PROBLEM –
Below are entries; copy exactly the lines from the one with "Validate all configuration" through the one with "if self.dns.attempt_timeout_ms == 0", both included, and leave out the rest.

##############################

use serde::{Deserialize, Serialize};
use std::collections::HashSet;
use std::net::{IpAddr, SocketAddr};
use std::path::Path;
use std::time::Duration;

/// Global configuration for the proxy manager
#[derive(Debug, Deserialize, Clone, Default)]
pub struct Config {
    /// Server configuration
    #[serde(default)]
    pub server: ServerConfig,

    /// Backend resolution settings
    #[serde(default)]
    pub dns: DnsConfig,

    /// Settings applied to every proxied service
    #[serde(default)]
    pub defaults: ServiceDefaults,

    /// Services created at startup, before the admin API accepts requests
    #[serde(default)]
    pub services: Vec<ServiceConfig>,
}

#[derive(Debug, Deserialize, Clone)]
pub struct ServerConfig {
    /// Address every service listener binds to (default: 0.0.0.0)
    #[serde(default = "default_bind_address")]
    pub bind: String,

    /// Address the management API binds to (default: 0.0.0.0)
    #[serde(default = "default_bind_address")]
    pub admin_bind: String,

    /// Port for the management API
    #[serde(default = "default_admin_port")]
    pub admin_port: u16,

    /// Bearer token for the /services routes. Unset means no authentication.
    pub admin_token: Option<String>,
}

impl Default for ServerConfig {
    fn default() -> Self {
        Self {
            bind: default_bind_address(),
            admin_bind: default_bind_address(),
            admin_port: default_admin_port(),
            admin_token: None,
        }
    }
}

impl ServerConfig {
    /// Socket address of the management API
    pub fn admin_addr(&self) -> anyhow::Result<SocketAddr> {
        let ip: IpAddr = self
            .admin_bind
            .parse()
            .map_err(|e| anyhow::anyhow!("Invalid admin bind address '{}': {}", self.admin_bind, e))?;
        Ok(SocketAddr::new(ip, self.admin_port))
    }

    /// IP address service listeners bind to
    pub fn bind_ip(&self) -> anyhow::Result<IpAddr> {
        self.bind
            .parse()
            .map_err(|e| anyhow::anyhow!("Invalid bind address '{}': {}", self.bind, e))
    }
}

#[derive(Debug, Deserialize, Clone)]
pub struct DnsConfig {
    /// DNS server queried for every backend lookup, an IP or a hostname.
    /// A hostname is resolved once at startup through the system resolver.
    #[serde(default = "default_dns_server")]
    pub server: String,

    /// DNS server port
    #[serde(default = "default_dns_port")]
    pub port: u16,

    /// Domain appended to `<service>.<stack>` to build the lookup name
    #[serde(default = "default_dns_domain")]
    pub domain: String,

    /// Total query attempts before a lookup fails
    #[serde(default = "default_dns_attempts")]
    pub attempts: u32,

    /// Timeout for a single query attempt in milliseconds
    #[serde(default = "default_dns_attempt_timeout")]
    pub attempt_timeout_ms: u64,
}

impl Default for DnsConfig {
    fn default() -> Self {
        Self {
            server: default_dns_server(),
            port: default_dns_port(),
            domain: default_dns_domain(),
            attempts: default_dns_attempts(),
            attempt_timeout_ms: default_dns_attempt_timeout(),
        }
    }
}

impl DnsConfig {
    pub fn attempt_timeout(&self) -> Duration {
        Duration::from_millis(self.attempt_timeout_ms)
    }

    /// Socket address of the DNS server, looking the host up if it is not an IP
    pub async fn server_addr(&self) -> anyhow::Result<SocketAddr> {
        if let Ok(ip) = self.server.parse::<IpAddr>() {
            return Ok(SocketAddr::new(ip, self.port));
        }

        tokio::net::lookup_host((self.server.as_str(), self.port))
            .await
            .map_err(|e| anyhow::anyhow!("Cannot resolve DNS server '{}': {}", self.server, e))?
            .next()
            .ok_or_else(|| anyhow::anyhow!("DNS server '{}' has no addresses", self.server))
    }

    fn server_is_well_formed(&self) -> bool {
        self.server.parse::<IpAddr>().is_ok()
            || self.server.split('.').all(|label| {
                !label.is_empty()
                    && label.len() <= 63
                    && label.chars().all(|c| c.is_ascii_alphanumeric() || c == '-')
            })
    }
}

#[derive(Debug, Deserialize, Clone)]
pub struct ServiceDefaults {
    /// Deadline for resolving and forwarding a single request, in seconds
    #[serde(default = "default_request_timeout")]
    pub request_timeout_secs: u64,

    /// Time a stopping service waits for in-flight connections, in seconds
    #[serde(default = "default_shutdown_grace_period")]
    pub shutdown_grace_period_secs: u64,

    /// Largest request body a service accepts, in bytes
    #[serde(default = "default_max_body_bytes")]
    pub max_body_bytes: usize,
}

impl Default for ServiceDefaults {
    fn default() -> Self {
        Self {
            request_timeout_secs: default_request_timeout(),
            shutdown_grace_period_secs: default_shutdown_grace_period(),
            max_body_bytes: default_max_body_bytes(),
        }
    }
}

impl ServiceDefaults {
    pub fn request_timeout(&self) -> Duration {
        Duration::from_secs(self.request_timeout_secs)
    }

    pub fn shutdown_grace_period(&self) -> Duration {
        Duration::from_secs(self.shutdown_grace_period_secs)
    }
}

/// A service creation request, either from the config file or the admin API
#[derive(Debug, Deserialize, Serialize, Clone, PartialEq, Eq)]
pub struct ServiceConfig {
    pub service_name: String,
    pub stack_name: String,
    pub public_port: u16,
    pub internal_port: u16,
}

impl ServiceConfig {
    pub fn new(service_name: &str, stack_name: &str, public_port: u16, internal_port: u16) -> Self {
        Self {
            service_name: service_name.to_string(),
            stack_name: stack_name.to_string(),
            public_port,
            internal_port,
        }
    }

    /// Registry key, `stack/service`
    pub fn identifier(&self) -> String {
        format!("{}/{}", self.stack_name, self.service_name)
    }

    /// Validate names and ports
    pub fn validate(&self) -> Result<(), String> {
        for (field, value) in [("service_name", &self.service_name), ("stack_name", &self.stack_name)] {
            if value.is_empty() {
                return Err(format!("'{}' must not be empty", field));
            }
            // Names become DNS labels and path segments
            if !value.chars().all(|c| c.is_ascii_alphanumeric() || c == '-' || c == '_') {
                return Err(format!(
                    "'{}' may only contain alphanumerics, '-' and '_', got '{}'",
                    field, value
                ));
            }
            if value.len() > 63 {
                return Err(format!("'{}' exceeds 63 characters", field));
            }
        }

        if self.public_port == 0 {
            return Err("'public_port' must be greater than 0".to_string());
        }
        if self.internal_port == 0 {
            return Err("'internal_port' must be greater than 0".to_string());
        }

        Ok(())
    }
}

// Default value functions
fn default_bind_address() -> String {
    "0.0.0.0".to_string()
}

fn default_admin_port() -> u16 {
    10512
}

fn default_dns_server() -> String {
    "8.8.8.8".to_string()
}

fn default_dns_port() -> u16 {
    53
}

fn default_dns_domain() -> String {
    "mikrodock".to_string()
}

fn default_dns_attempts() -> u32 {
    3
}

fn default_dns_attempt_timeout() -> u64 {
    2000 // 2 seconds per query
}

fn default_request_timeout() -> u64 {
    30
}

fn default_shutdown_grace_period() -> u64 {
    5
}

fn default_max_body_bytes() -> usize {
    10 * 1024 * 1024 // 10 MiB
}

impl Config {
    pub fn load<P: AsRef<Path>>(path: P) -> anyhow::Result<Self> {
        let content = std::fs::read_to_string(path)?;
        let config: Config = toml::from_str(&content)?;
        config.validate()?;
        Ok(config)
    }

    /// Validate all configuration
    pub fn validate(&self) -> anyhow::Result<()> {
        let mut errors = Vec::new();

        if self.dns.server.is_empty() {
            errors.push("dns.server must not be empty".to_string());
        } else if !self.dns.server_is_well_formed() {
            errors.push(format!("dns.server '{}' is neither an IP nor a hostname", self.dns.server));
        }
        if self.dns.domain.is_empty() {
            errors.push("dns.domain must not be empty".to_string());
        }
        if self.dns.attempts == 0 {
            errors.push("dns.attempts must be at least 1".to_string());
        }
        if self.dns.attempt_timeout_ms == 0 {
            errors.push("dns.attempt_timeout_ms must be greater than 0".to_string());
        }
        if self.defaults.request_timeout_secs == 0 {
            errors.push("defaults.request_timeout_secs must be greater than 0".to_string());
        }
        if self.defaults.shutdown_grace_period_secs == 0 {
            errors.push("defaults.shutdown_grace_period_secs must be greater than 0".to_string());
        }
        if self.defaults.max_body_bytes == 0 {
            errors.push("defaults.max_body_bytes must be greater than 0".to_string());
        }

        let mut ports = HashSet::new();
        ports.insert(self.server.admin_port);
        for service in &self.services {
            if let Err(e) = service.validate() {
                errors.push(format!("Service '{}': {}", service.identifier(), e));
            }
            if !ports.insert(service.public_port) {
                errors.push(format!(
                    "Service '{}': public_port {} is already used",
                    service.identifier(),
                    service.public_port
                ));
            }
        }

        if !errors.is_empty() {
            anyhow::bail!("Configuration errors:\n  - {}", errors.join("\n  - "));
        }

        Ok(())
    }
}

##############################

EXPECTED ANSWER –
    /// Validate all configuration
    pub fn validate(&self) -> anyhow::Result<()> {
        let mut errors = Vec::new();

        if self.dns.server.is_empty() {
            errors.push("dns.server must not be empty".to_string());
        } else if !self.dns.server_is_well_formed() {
            errors.push(format!("dns.server '{}' is neither an IP nor a hostname", self.dns.server));
        }
        if self.dns.domain.is_empty() {
            errors.push("dns.domain must not be empty".to_string());
        }
        if self.dns.attempts == 0 {
            errors.push("dns.attempts must be at least 1".to_string());
        }
        if self.dns.attempt_timeout_ms == 0 {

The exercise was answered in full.